PRACTICAL 4 : DETERMINATION OF A DIFFUSION COEFFICIENT 

INTRODUCTION:

Introduction:

            Diffusion is a process where the spontaneous movement of certain molecules from a high concentration gradient to a low concentration gradient. This phenomenon can be explained by Fick’s law of diffusion. Fick’s law state that the flowing of a substance (amount, dm in time, dt) through certain dimensions (area A) is directly proportional to concentration gradient dc/dx.

dm = -DA(dc/dx)dt

 where D is the diffusion coefficient or diffusion force for solute that has unit as m²sֿ¹.

            If a solution which have neutral molecules with concentration, Mo, put in a slim tube next to a water tube, diffusion can be stated as

M = M0 eksp (-x²/ 4 Dt)

where M is the concentration at x distance from the level between water and solution that measured at time t.

            By changing equation (II) to logarithm form, we can obtain

ln M = (ln M0 )(-x²/4Dt)

or 2.303 x 4D (log ₁₀ M₀ –log ₁₀ M) t = x² …….(III)

            Thus, one x² versus t graph can produce a straight line which cross the origin with its gradient 2.303 x 4D (log ₁₀ M₀–log ₁₀ M). From here, D can be counted.

            If the molecules in the solution are assumed to be a sphere shape, then the size and mass of the molecules can be counted from Stokes-Einstein equation.

D = kT/6пŋa

(D =kT/9 and 9 = 6пŋa)

where k is the Boltzmann constant 1.38 x 10²³ Jk^-1 , T is the temperature in Kelvin, ŋ is the viscosity of the solute, in Nm-2s and a half diameter of molecule in M. The volume for that certain sphere molecule is 4/3пa³, thus the mass of M is equal to 4/3пa³р where p is the density of the molecule.

As we know that the molecular mass of M = mN, where N is the Avogadro’s number 6.02 x 10²³ mol^-1  .

M = 4/3пa³Nр

Diffusion for molecules with charges, equation (III) has to be changed to insert the gradient force effect that exists between the solution and the solvent. However, this can be overcome by adding a little of sodium chloride into the solvent to prevent the forming of this gradient force.

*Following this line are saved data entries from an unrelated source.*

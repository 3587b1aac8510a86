//! SQLite-backed node store
//!
//! Conditional writes are single `UPDATE ... WHERE version = ?` statements,
//! so the version check and the write cannot interleave with another
//! connection's write.

#![allow(clippy::result_large_err)]

use chrono::{DateTime, Utc};
use conftree_core::errors::ConfigError;
use rusqlite::{params, Connection, OptionalExtension, Row};
use std::path::Path;

use crate::db;
use crate::errors::{corrupt_payload, domain, from_rusqlite, Result};
use crate::migrations::apply_migrations;
use crate::node_store::{cas_failure, NodeStore, StoredKind, StoredNode};

const COLUMNS: &str = "key, parent_key, name, kind, value_json, version, transaction_id, \
                       owner, description, updated_at, deleted, seq";

/// Descendant match that avoids LIKE, whose `_` wildcard also matches names
const SUBTREE: &str = "(key = ?1 OR substr(key, 1, length(?1) + 1) = ?1 || '/')";

#[derive(Debug)]
pub struct SqliteNodeStore {
    conn: Connection,
    in_transaction: bool,
}

impl SqliteNodeStore {
    /// Open (or create) a store file and bring its schema up to date
    pub fn open<P: AsRef<Path>>(path: P) -> Result<Self> {
        let conn = db::open(path)?;
        db::configure(&conn)?;
        Self::from_connection(conn)
    }

    pub fn open_in_memory() -> Result<Self> {
        Self::from_connection(db::open_in_memory()?)
    }

    /// Wrap an existing connection, applying pending migrations
    pub fn from_connection(mut conn: Connection) -> Result<Self> {
        apply_migrations(&mut conn)?;
        Ok(Self {
            conn,
            in_transaction: false,
        })
    }

    pub fn connection(&self) -> &Connection {
        &self.conn
    }

    /// Number of rows, tombstoned ones included
    pub fn row_count(&self) -> Result<usize> {
        let count: i64 = self
            .conn
            .query_row("SELECT COUNT(*) FROM config_nodes", [], |row| row.get(0))
            .map_err(from_rusqlite)?;
        Ok(usize::try_from(count).unwrap_or(0))
    }

    fn decode(raw: RawRow) -> Result<StoredNode> {
        let kind = StoredKind::parse(&raw.kind)?;
        let value =
            serde_json::from_str(&raw.value_json).map_err(|e| corrupt_payload(&raw.key, e))?;
        Ok(StoredNode {
            key: raw.key,
            parent_key: raw.parent_key,
            name: raw.name,
            kind,
            value,
            version: raw.version,
            transaction_id: raw.transaction_id,
            owner: raw.owner,
            description: raw.description,
            updated_at: DateTime::from_timestamp(raw.updated_at, 0).unwrap_or_else(Utc::now),
            deleted: raw.deleted != 0,
            seq: raw.seq,
        })
    }
}

/// Column values before payload and kind decoding
struct RawRow {
    key: String,
    parent_key: Option<String>,
    name: String,
    kind: String,
    value_json: String,
    version: String,
    transaction_id: Option<String>,
    owner: Option<String>,
    description: Option<String>,
    updated_at: i64,
    deleted: i64,
    seq: i64,
}

impl RawRow {
    fn from_row(row: &Row<'_>) -> rusqlite::Result<Self> {
        Ok(Self {
            key: row.get(0)?,
            parent_key: row.get(1)?,
            name: row.get(2)?,
            kind: row.get(3)?,
            value_json: row.get(4)?,
            version: row.get(5)?,
            transaction_id: row.get(6)?,
            owner: row.get(7)?,
            description: row.get(8)?,
            updated_at: row.get(9)?,
            deleted: row.get(10)?,
            seq: row.get(11)?,
        })
    }
}

impl NodeStore for SqliteNodeStore {
    fn read(&self, key: &str) -> Result<Option<StoredNode>> {
        let raw = self
            .conn
            .query_row(
                &format!("SELECT {} FROM config_nodes WHERE key = ?1", COLUMNS),
                [key],
                RawRow::from_row,
            )
            .optional()
            .map_err(from_rusqlite)?;
        raw.map(Self::decode).transpose()
    }

    fn create(&mut self, node: StoredNode) -> Result<()> {
        if self.read(&node.key)?.is_some_and(|n| n.is_live()) {
            return Err(domain(
                "store_create",
                ConfigError::AlreadyExists {
                    path: node.key.clone(),
                },
            ));
        }
        self.conn
            .execute(
                &format!(
                    "INSERT OR REPLACE INTO config_nodes ({}) \
                     VALUES (?1, ?2, ?3, ?4, ?5, ?6, ?7, ?8, ?9, ?10, 0, ?11)",
                    COLUMNS
                ),
                params![
                    node.key,
                    node.parent_key,
                    node.name,
                    node.kind.as_str(),
                    node.value.to_string(),
                    node.version,
                    node.transaction_id,
                    node.owner,
                    node.description,
                    node.updated_at.timestamp(),
                    node.seq,
                ],
            )
            .map_err(from_rusqlite)?;
        tracing::debug!(key = %node.key, kind = node.kind.as_str(), "node created");
        Ok(())
    }

    fn compare_and_set(&mut self, expected_version: &str, node: StoredNode) -> Result<()> {
        let changed = self
            .conn
            .execute(
                "UPDATE config_nodes SET value_json = ?3, version = ?4, transaction_id = ?5, \
                 owner = ?6, description = ?7, updated_at = ?8 \
                 WHERE key = ?1 AND version = ?2 AND deleted = 0",
                params![
                    node.key,
                    expected_version,
                    node.value.to_string(),
                    node.version,
                    node.transaction_id,
                    node.owner,
                    node.description,
                    node.updated_at.timestamp(),
                ],
            )
            .map_err(from_rusqlite)?;
        if changed == 0 {
            let current = self.read(&node.key)?;
            return Err(cas_failure(
                "store_compare_and_set",
                &node.key,
                expected_version,
                current.as_ref(),
            ));
        }
        tracing::debug!(key = %node.key, version = %node.version, "node updated");
        Ok(())
    }

    fn tombstone(
        &mut self,
        key: &str,
        expected_version: &str,
        version: &str,
        transaction_id: Option<&str>,
    ) -> Result<usize> {
        let current = self.read(key)?;
        match &current {
            Some(node) if node.is_live() && node.version == expected_version => {}
            _ => return Err(cas_failure("store_tombstone", key, expected_version, current.as_ref())),
        }
        let changed = self
            .conn
            .execute(
                &format!(
                    "UPDATE config_nodes SET deleted = 1, version = ?2, transaction_id = ?3, \
                     updated_at = ?4 WHERE deleted = 0 AND {}",
                    SUBTREE
                ),
                params![key, version, transaction_id, Utc::now().timestamp()],
            )
            .map_err(from_rusqlite)?;
        tracing::debug!(key, rows = changed, "subtree tombstoned");
        Ok(changed)
    }

    fn remove_subtree(&mut self, key: &str, expected_version: &str) -> Result<usize> {
        let current = self.read(key)?;
        match &current {
            Some(node) if node.is_live() && node.version == expected_version => {}
            _ => {
                return Err(cas_failure(
                    "store_remove_subtree",
                    key,
                    expected_version,
                    current.as_ref(),
                ))
            }
        }
        let removed = self
            .conn
            .execute(&format!("DELETE FROM config_nodes WHERE {}", SUBTREE), [key])
            .map_err(from_rusqlite)?;
        tracing::debug!(key, rows = removed, "subtree removed");
        Ok(removed)
    }

    fn children(&self, parent_key: &str) -> Result<Vec<StoredNode>> {
        let mut stmt = self
            .conn
            .prepare(&format!(
                "SELECT {} FROM config_nodes WHERE parent_key = ?1 AND deleted = 0 \
                 ORDER BY seq, key",
                COLUMNS
            ))
            .map_err(from_rusqlite)?;
        let rows = stmt
            .query_map([parent_key], RawRow::from_row)
            .map_err(from_rusqlite)?
            .collect::<std::result::Result<Vec<_>, _>>()
            .map_err(from_rusqlite)?;
        rows.into_iter().map(Self::decode).collect()
    }

    fn begin(&mut self) -> Result<()> {
        self.conn
            .execute_batch("BEGIN IMMEDIATE")
            .map_err(from_rusqlite)?;
        self.in_transaction = true;
        Ok(())
    }

    fn commit(&mut self) -> Result<()> {
        if self.in_transaction {
            self.conn.execute_batch("COMMIT").map_err(from_rusqlite)?;
            self.in_transaction = false;
        }
        Ok(())
    }

    fn rollback(&mut self) -> Result<()> {
        if self.in_transaction {
            self.conn.execute_batch("ROLLBACK").map_err(from_rusqlite)?;
            self.in_transaction = false;
        }
        Ok(())
    }
}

Agar gel contains a semi-solid molecular net that can be interfering by water molecules. The water molecules will form a continuous phase in the agar gel. By this, the solute molecules can be diffused freely in the water, if not there will be no chemical interaction and diffusion occur. Thus, these agar gels provide a suitable supportive system that can be used in the experiment for diffusion of certain molecules in a aqueous medium

APPARATUS :

1.  Test tubes
2.  pestle and mortar
3.  stirrer
4.  beaker
5.  electronic heater
6.  test tube holder
7.  test tube 
8. stoppers
9.  measuring cylinders.

PROCEDURES:

1.      7g of agar powder was weighed and mixed with 450ml of Ringer solution.

2.      The mixture in step 1 was stirred and boiled on a hot plate until transparent yellowish solution.

3.      20ml of the agar solution was pour into each 6 test tubes. The test tubes ware put in the fridge to let them cool.

4.      An agar test tube which contained 5ml of 1:500,000 crystal violet was being prepared for standardize the colour distance that cause by the diffusion of crystal violet.

5.      After the agar solutions in the test tubes were become solidify, 5ml of 1:200, 1:400, 1:600 crystal violet solution were pour into each test tubes and 3 test tubes were to be put in room temperature while another 3 were been put in 37ºc water bath.

6.      The test tubes were been closed immediately to prevent the vaporization of the solutions.

7.      Step 2 to 6 was repeated for Bromothymol Blue solutions.

DISCUSSION:

            Diffusion is a passive process by which a concentration difference is reduced by a spontaneous flow of matter. The solute will spontaneously diffuse from a region of high chemical potential to a region of low chemical potential. This means that it is from a region of high concentration to a region of low concentration; in which the solvent molecules move in the reverse direction. The expression which relates the flow of material to the concentration gradient is referred to as Fick’s first law equation.

                      dm = -DA(dc/dx)dt ………….(I)This equation states that the amount of dm substance diffuse in the direction (x) at time (dt) go through an area (A) is proportional with the concentration gradient (dc/dx) in the area. While D is the diffusion coefficient(or diffusivity). The negative sign indicates that the flux is in the direction of decreasing concentration. Fick’s first law equation describes the diffusion process under conditions of steady state; that is the concentration gradient does not change with time.In this experiment, the diffusion particles are neutral with Mo concentration, the agar medium is considered homogenous and with constant concentration, hence the diffusion can be expressed as 

                      M = Mo eksp ^(x²/4Dt)  ………….(II)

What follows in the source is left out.